Source Player Core pg. 196
“In the liminal neon corridors of Starfall’s guild stations and black market bazaars, magic is less a birthright and more a commodity traded among the intrepid. To borrow a spell is to wager with cosmic fate—negotiating payment or favor with archivists, spellshard brokers, or exiled magitechs. One day that spell keeps the void at bay, the next it draws the Rift’s hungry gaze.”
Who Facilitates Spell Borrowing?
Guild archivists curating legal (and illicit) spell catalogs.
Subterranean magitech dealers vending unstable spellshards.
Nomads or frontier pacts willing to trade spells for promises, favors, or precious Yoms.
Faction ritualists grant sanctioned spells in exchange for allegiance or service.
Roleplaying Hooks and Implications:
Spell borrowing creates encounters centered on negotiation, intrigue, and resource management.

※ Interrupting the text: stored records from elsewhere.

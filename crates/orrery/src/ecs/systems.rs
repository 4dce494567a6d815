//! Systems operating on the registry

use super::{
    components::{ReferenceFrame, Transform},
    EcsError, EntityId, Registry,
};
use ahash::{AHashMap, AHashSet};
use log::*;

/// Outcome of [`propagate_reference_frames`].
#[derive(Debug, Clone, Default, PartialEq, Eq)]
pub struct PropagationReport {
    /// Amount of frames whose global transform was recomputed.
    pub updated: usize,
    /// Frames that are part of a parent cycle, or descend from one. Their global transforms are
    /// left untouched.
    pub cyclic: Vec<EntityId>,
}

/// Recomputes the global transform of every reference frame from its parent chain.
///
/// Parents are always resolved before their children. A frame whose parent has no
/// [`ReferenceFrame`] is treated like a root.
pub fn propagate_reference_frames(registry: &Registry) -> Result<PropagationReport, EcsError> {
    let view = registry.get_view::<(ReferenceFrame,)>()?;
    let order: Vec<EntityId> = view.entities().to_vec();
    let frames: AHashMap<EntityId, ReferenceFrame> =
        view.iter().map(|(id, (frame,))| (id, frame)).collect();

    let mut resolved: AHashMap<EntityId, Transform> = AHashMap::with_capacity(frames.len());
    let mut cyclic: AHashSet<EntityId> = AHashSet::new();

    for &start in &order {
        if resolved.contains_key(&start) || cyclic.contains(&start) {
            continue;
        }

        // Walk up until something with a known global transform shows up
        let mut path = Vec::new();
        let mut on_path = AHashSet::new();
        let mut current = start;
        let base = loop {
            if let Some(global) = resolved.get(&current) {
                break Some(*global);
            }
            if cyclic.contains(&current) {
                break None;
            }
            if !on_path.insert(current) {
                error!("Reference frame #{current} is part of a parent cycle");
                break None;
            }
            path.push(current);

            match frames.get(&current).and_then(|frame| frame.parent) {
                None => break Some(Transform::IDENTITY),
                Some(parent) if frames.contains_key(&parent) => current = parent,
                Some(parent) => {
                    warn!("Parent #{parent} of reference frame #{current} has no frame itself");
                    break Some(Transform::IDENTITY);
                }
            }
        };

        match base {
            Some(mut global) => {
                for id in path.iter().rev() {
                    global = global.compose(&frames[id].local);
                    resolved.insert(*id, global);
                }
            }
            None => cyclic.extend(path),
        }
    }

    for (&id, &global) in &resolved {
        registry.with_component_mut::<ReferenceFrame, _>(id, |frame| frame.global = global)?;
    }

    let mut cyclic: Vec<_> = cyclic.into_iter().collect();
    cyclic.sort_unstable();
    Ok(PropagationReport {
        updated: resolved.len(),
        cyclic,
    })
}

#[cfg(test)]
mod tests {
    use super::*;
    use crate::ecs::RENDER_SPACE_ENTITY;
    use glam::{DQuat, DVec3};

    fn frame_at(registry: &Registry, parent: EntityId, position: DVec3) -> EntityId {
        let id = registry.create_entity(None).unwrap().id;
        registry
            .add_component(
                id,
                ReferenceFrame::child_of(parent, Transform::from_position(position)),
            )
            .unwrap();
        id
    }

    #[test]
    pub fn globals_follow_the_parent_chain() {
        let registry = Registry::new().unwrap();
        let earth = frame_at(&registry, RENDER_SPACE_ENTITY, DVec3::new(1.5e11, 0.0, 0.0));
        // Added before its parent's parent on purpose
        let moon = frame_at(&registry, earth, DVec3::new(3.84e8, 0.0, 0.0));

        registry
            .with_component_mut::<ReferenceFrame, _>(earth, |frame| {
                frame.local.rotation = DQuat::from_rotation_z(std::f64::consts::FRAC_PI_2);
            })
            .unwrap();

        let report = propagate_reference_frames(&registry).unwrap();
        assert_eq!(report.updated, 3);
        assert!(report.cyclic.is_empty());

        let moon = registry.get_component::<ReferenceFrame>(moon).unwrap();
        let expected = DVec3::new(1.5e11, 3.84e8, 0.0);
        assert!((moon.global.position - expected).length() < 1e-3);
    }

    #[test]
    pub fn cycles_are_reported_not_followed() {
        let registry = Registry::new().unwrap();
        let a = frame_at(&registry, RENDER_SPACE_ENTITY, DVec3::X);
        let b = frame_at(&registry, a, DVec3::Y);
        let orphan_child = frame_at(&registry, b, DVec3::Z);
        registry
            .with_component_mut::<ReferenceFrame, _>(a, |frame| frame.parent = Some(b))
            .unwrap();

        let report = propagate_reference_frames(&registry).unwrap();
        assert_eq!(report.cyclic, vec![a, b, orphan_child]);
        // Only the render space root got resolved
        assert_eq!(report.updated, 1);
    }
}
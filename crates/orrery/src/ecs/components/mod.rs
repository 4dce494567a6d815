//! Built-in components

#[doc(inline)]
pub use transform::*;
mod transform;

#[doc(inline)]
pub use reference_frame::*;
mod reference_frame;

#[doc(inline)]
pub use renderable::*;
mod renderable;
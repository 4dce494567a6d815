use std::hash::Hasher;

pub const FNV_PRIME: u64 = 0x0000_0100_0000_01b3;
pub const OFFSET_BASIS: u64 = 0xcbf2_9ce4_8422_2325;

/// Performs a 64-bit FNV-1a hash over a byte slice.
///
/// ## Example
/// ```
/// use orrery_utils::fnv1a_hash64;
///
/// assert_eq!(fnv1a_hash64(b""), 0xcbf29ce484222325);
/// assert_eq!(fnv1a_hash64(b"a"), 0xaf63dc4c8601ec8c);
/// ```
pub fn fnv1a_hash64(buffer: &[u8]) -> u64 {
    let mut hasher = Fnv1aHasher::new();
    hasher.write(buffer);
    hasher.finish()
}

/// Incremental 64-bit FNV-1a hasher. It also implements [`std::hash::Hasher`], so any [`Hash`]
/// type can be fed into it for a stable structural hash.
///
/// [`Hash`]: std::hash::Hash
#[derive(Debug, Clone, Copy)]
pub struct Fnv1aHasher {
    state: u64,
}

impl Fnv1aHasher {
    pub const fn new() -> Self {
        Self {
            state: OFFSET_BASIS,
        }
    }
}

impl Default for Fnv1aHasher {
    fn default() -> Self {
        Self::new()
    }
}

impl Hasher for Fnv1aHasher {
    fn write(&mut self, bytes: &[u8]) {
        for &byte in bytes {
            self.state ^= byte as u64;
            self.state = self.state.wrapping_mul(FNV_PRIME);
        }
    }

    fn finish(&self) -> u64 {
        self.state
    }
}
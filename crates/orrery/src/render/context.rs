use crate::{
    engine::AppState,
    events::EventDispatcher,
    gc::GarbageCollector,
    gpu::{
        headless::{HeadlessConfig, HeadlessDevice},
        Device, WindowSurface,
    },
};
use std::sync::Arc;

/// Shared handles every render manager needs.
///
/// Cloning is cheap, all fields are reference counted.
#[derive(Clone)]
pub struct RenderContext {
    pub device: Arc<dyn Device>,
    pub window: Arc<dyn WindowSurface>,
    pub gc: Arc<GarbageCollector>,
    pub dispatcher: Arc<EventDispatcher>,
    pub app_state: Arc<AppState>,
}

impl RenderContext {
    pub fn new(device: Arc<dyn Device>, window: Arc<dyn WindowSurface>) -> Self {
        Self {
            gc: Arc::new(GarbageCollector::new(device.clone())),
            dispatcher: Arc::new(EventDispatcher::new()),
            app_state: Arc::new(AppState::default()),
            device,
            window,
        }
    }

    /// Creates a context backed by a [`HeadlessDevice`], which doubles as the window.
    pub fn headless(config: HeadlessConfig) -> (Self, Arc<HeadlessDevice>) {
        let device = Arc::new(HeadlessDevice::new(config));
        (Self::new(device.clone(), device.clone()), device)
    }
}

impl std::fmt::Debug for RenderContext {
    fn fmt(&self, f: &mut std::fmt::Formatter<'_>) -> std::fmt::Result {
        f.debug_struct("RenderContext")
            .field("gc", &self.gc)
            .field("dispatcher", &self.dispatcher)
            .finish_non_exhaustive()
    }
}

Failure introduces story complications—arcane mishaps, faction distrust, Rift anomalies.
Success can unlock vital tools, story arcs, and prestigious social standing.
Borrow an Arcane Spell Trained
If you're an arcane spellcaster who prepares spells, you can attempt to prepare a spell from someone else's arcane spellbook or the like.
The GM sets the DC for the check based on the spell's rank and rarity; it's typically a bit easier than Learning the Spell.
Success You prepare the borrowed spell as part of your normal spell preparation.
Failure You fail to prepare the spell, but the spell slot remains available for you to prepare a different spell. You can't try to borrow this spell again until the next time you prepare spells.
Adventure Hooks
Broker with a Riftsworn mage to access a forbidden planar spell in exchange for a dangerous favor.
Bargain for a spellshard in the underbelly of a neon-lit trade hub, risking criminal involvement.
Earn faction reputation to gain sanctioned spells for critical missions against cosmic threats.
Survive the pitfalls of unstable borrowing—mutated spells, sudden Rift-Taint, or unexpected magical side effects.